### Task requirements
What lines in the records below mention "then"? List them all.

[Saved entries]
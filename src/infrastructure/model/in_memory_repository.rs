//! In-memory model repository implementation

use std::collections::HashMap;
use std::sync::atomic::{AtomicI64, Ordering};
use std::sync::Arc;

use async_trait::async_trait;
use chrono::Utc;
use tokio::sync::RwLock;

use crate::domain::error::DomainError;
use crate::domain::model::{Model, ModelRepository, NewModel};

/// In-memory implementation of ModelRepository
#[derive(Debug)]
pub struct InMemoryModelRepository {
    models: Arc<RwLock<HashMap<i64, Model>>>,
    next_id: AtomicI64,
}

impl InMemoryModelRepository {
    pub fn new() -> Self {
        Self {
            models: Arc::new(RwLock::new(HashMap::new())),
            next_id: AtomicI64::new(1),
        }
    }
}

impl Default for InMemoryModelRepository {
    fn default() -> Self {
        Self::new()
    }
}

#[async_trait]
impl ModelRepository for InMemoryModelRepository {
    async fn insert(&self, model: NewModel) -> Result<Model, DomainError> {
        let mut models = self.models.write().await;

        let stored = Model {
            id: self.next_id.fetch_add(1, Ordering::SeqCst),
            project_id: model.project_id,
            dataset_id: model.dataset_id,
            name: model.name,
            version: model.version,
            description: model.description,
            artifact_path: model.artifact_path,
            framework: model.framework,
            hyperparameters: model.hyperparameters,
            metrics: model.metrics,
            fingerprint: model.fingerprint,
            created_by: model.created_by,
            created_at: Utc::now(),
        };

        models.insert(stored.id, stored.clone());
        Ok(stored)
    }

    async fn get(&self, id: i64) -> Result<Option<Model>, DomainError> {
        let models = self.models.read().await;
        Ok(models.get(&id).cloned())
    }

    async fn list(&self, project_id: Option<i64>) -> Result<Vec<Model>, DomainError> {
        let models = self.models.read().await;
        let mut listed: Vec<Model> = models
            .values()
            .filter(|m| project_id.is_none_or(|p| m.project_id == p))
            .cloned()
            .collect();
        listed.sort_by(|a, b| b.created_at.cmp(&a.created_at).then(b.id.cmp(&a.id)));
        Ok(listed)
    }

    async fn latest_version_for_dataset(
        &self,
        dataset_id: &str,
    ) -> Result<Option<String>, DomainError> {
        let models = self.models.read().await;
        Ok(models
            .values()
            .filter(|m| m.dataset_id == dataset_id)
            .max_by(|a, b| a.created_at.cmp(&b.created_at).then(a.id.cmp(&b.id)))
            .map(|m| m.version.clone()))
    }
}

#[cfg(test)]
mod tests {
    use super::*;
    use serde_json::json;

    fn new_model(project_id: i64, dataset_id: &str, version: &str) -> NewModel {
        NewModel {
            project_id,
            dataset_id: dataset_id.to_string(),
            name: "demo_model".to_string(),
            version: version.to_string(),
            description: String::new(),
            artifact_path: "/projects/demo/models/demo.pt".to_string(),
            framework: "pytorch".to_string(),
            hyperparameters: json!({"epochs": 10}),
            metrics: json!({"accuracy": 0.9}),
            fingerprint: "abc".to_string(),
            created_by: "tester".to_string(),
        }
    }

    #[tokio::test]
    async fn test_insert_and_get() {
        let repo = InMemoryModelRepository::new();
        let created = repo.insert(new_model(1, "3", "v1.0_model")).await.unwrap();

        let fetched = repo.get(created.id).await.unwrap().unwrap();
        assert_eq!(fetched.version, "v1.0_model");
    }

    #[tokio::test]
    async fn test_list_filters_by_project() {
        let repo = InMemoryModelRepository::new();
        repo.insert(new_model(1, "3", "v1.0_model")).await.unwrap();
        repo.insert(new_model(2, "4", "v1.0_model")).await.unwrap();

        assert_eq!(repo.list(None).await.unwrap().len(), 2);
        assert_eq!(repo.list(Some(1)).await.unwrap().len(), 1);
        assert!(repo.list(Some(9)).await.unwrap().is_empty());
    }

    #[tokio::test]
    async fn test_latest_version_for_dataset() {
        let repo = InMemoryModelRepository::new();
        repo.insert(new_model(1, "3", "v1.0_model")).await.unwrap();
        repo.insert(new_model(1, "3", "v1.1_model")).await.unwrap();
        repo.insert(new_model(1, "5", "v2.0_model")).await.unwrap();

        let latest = repo.latest_version_for_dataset("3").await.unwrap();
        assert_eq!(latest.as_deref(), Some("v1.1_model"));

        assert!(repo.latest_version_for_dataset("9").await.unwrap().is_none());
    }
}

### Result of the exercise
        listed.sort_by(|a, b| b.created_at.cmp(&a.created_at).then(b.id.cmp(&a.id)));
            .max_by(|a, b| a.created_at.cmp(&b.created_at).then(a.id.cmp(&b.id)))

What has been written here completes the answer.